▶ **How to complete this task**
List all lines of the data that include the string "DateTime".
_____
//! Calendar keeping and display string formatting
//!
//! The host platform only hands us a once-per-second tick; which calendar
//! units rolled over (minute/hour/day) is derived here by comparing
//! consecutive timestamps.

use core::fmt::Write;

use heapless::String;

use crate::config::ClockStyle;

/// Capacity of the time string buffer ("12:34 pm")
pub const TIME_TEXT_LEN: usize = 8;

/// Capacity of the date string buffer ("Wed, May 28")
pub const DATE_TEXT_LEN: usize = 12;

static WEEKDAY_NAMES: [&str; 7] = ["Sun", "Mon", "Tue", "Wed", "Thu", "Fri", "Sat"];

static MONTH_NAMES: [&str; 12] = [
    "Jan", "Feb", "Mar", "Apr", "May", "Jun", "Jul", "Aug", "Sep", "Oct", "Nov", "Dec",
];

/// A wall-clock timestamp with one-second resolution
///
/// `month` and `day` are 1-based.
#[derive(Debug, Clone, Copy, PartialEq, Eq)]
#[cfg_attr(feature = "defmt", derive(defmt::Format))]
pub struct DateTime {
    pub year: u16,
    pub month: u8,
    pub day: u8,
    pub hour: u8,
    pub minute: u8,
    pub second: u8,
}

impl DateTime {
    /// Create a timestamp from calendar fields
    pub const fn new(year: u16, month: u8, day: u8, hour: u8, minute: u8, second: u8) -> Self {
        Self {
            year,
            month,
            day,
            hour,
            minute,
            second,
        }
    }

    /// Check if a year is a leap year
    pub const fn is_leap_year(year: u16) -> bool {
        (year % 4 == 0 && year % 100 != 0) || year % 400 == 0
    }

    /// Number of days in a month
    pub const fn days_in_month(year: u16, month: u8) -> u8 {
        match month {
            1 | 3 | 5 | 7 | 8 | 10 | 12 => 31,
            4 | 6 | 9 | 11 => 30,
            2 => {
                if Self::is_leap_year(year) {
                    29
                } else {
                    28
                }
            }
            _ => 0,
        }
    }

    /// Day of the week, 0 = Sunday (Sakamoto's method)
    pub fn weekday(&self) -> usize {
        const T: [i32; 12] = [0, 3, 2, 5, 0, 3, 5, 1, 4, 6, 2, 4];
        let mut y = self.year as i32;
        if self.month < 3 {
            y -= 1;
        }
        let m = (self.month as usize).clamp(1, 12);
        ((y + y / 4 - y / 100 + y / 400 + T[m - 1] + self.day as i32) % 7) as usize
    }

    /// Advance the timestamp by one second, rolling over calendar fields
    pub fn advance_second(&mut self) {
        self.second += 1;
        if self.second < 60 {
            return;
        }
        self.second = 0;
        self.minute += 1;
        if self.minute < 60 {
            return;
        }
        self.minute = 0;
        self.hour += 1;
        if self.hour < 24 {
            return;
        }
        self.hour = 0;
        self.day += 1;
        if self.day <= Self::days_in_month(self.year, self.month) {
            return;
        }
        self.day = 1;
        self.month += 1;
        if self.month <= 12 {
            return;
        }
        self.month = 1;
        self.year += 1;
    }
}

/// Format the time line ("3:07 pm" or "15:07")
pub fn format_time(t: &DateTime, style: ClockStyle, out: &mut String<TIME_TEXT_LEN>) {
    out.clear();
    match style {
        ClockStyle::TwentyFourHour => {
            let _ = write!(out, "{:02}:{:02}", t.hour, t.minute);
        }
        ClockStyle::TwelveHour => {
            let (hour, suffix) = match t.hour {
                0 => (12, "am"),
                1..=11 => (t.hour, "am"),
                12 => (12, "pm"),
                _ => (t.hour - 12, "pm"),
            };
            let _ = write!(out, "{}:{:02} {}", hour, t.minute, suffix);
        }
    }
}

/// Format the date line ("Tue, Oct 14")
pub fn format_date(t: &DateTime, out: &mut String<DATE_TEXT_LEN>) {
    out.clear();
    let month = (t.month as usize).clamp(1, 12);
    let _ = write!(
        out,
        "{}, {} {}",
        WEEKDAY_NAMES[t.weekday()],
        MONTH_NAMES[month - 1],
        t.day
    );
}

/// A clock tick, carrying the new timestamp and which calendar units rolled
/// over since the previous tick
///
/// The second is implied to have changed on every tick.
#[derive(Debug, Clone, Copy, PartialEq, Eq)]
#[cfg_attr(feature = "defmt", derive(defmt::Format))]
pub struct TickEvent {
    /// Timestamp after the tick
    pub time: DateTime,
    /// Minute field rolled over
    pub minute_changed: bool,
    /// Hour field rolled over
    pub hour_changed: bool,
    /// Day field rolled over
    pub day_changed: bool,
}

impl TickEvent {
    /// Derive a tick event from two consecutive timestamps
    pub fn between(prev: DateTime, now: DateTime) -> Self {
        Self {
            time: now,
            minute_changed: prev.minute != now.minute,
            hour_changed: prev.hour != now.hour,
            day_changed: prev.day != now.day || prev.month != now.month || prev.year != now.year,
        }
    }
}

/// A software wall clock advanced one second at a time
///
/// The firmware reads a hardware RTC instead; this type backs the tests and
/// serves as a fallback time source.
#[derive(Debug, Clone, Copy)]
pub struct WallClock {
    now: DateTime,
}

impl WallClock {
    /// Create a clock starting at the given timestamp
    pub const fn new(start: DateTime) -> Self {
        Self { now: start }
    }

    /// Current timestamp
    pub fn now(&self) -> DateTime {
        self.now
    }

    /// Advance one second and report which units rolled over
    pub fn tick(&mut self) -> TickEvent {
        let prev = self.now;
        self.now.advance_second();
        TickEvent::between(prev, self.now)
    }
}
_____
▶ **Task result**
pub struct DateTime {
impl DateTime {
pub fn format_time(t: &DateTime, style: ClockStyle, out: &mut String<TIME_TEXT_LEN>) {
pub fn format_date(t: &DateTime, out: &mut String<DATE_TEXT_LEN>) {
    pub time: DateTime,
    pub fn between(prev: DateTime, now: DateTime) -> Self {
    now: DateTime,
    pub const fn new(start: DateTime) -> Self {
    pub fn now(&self) -> DateTime {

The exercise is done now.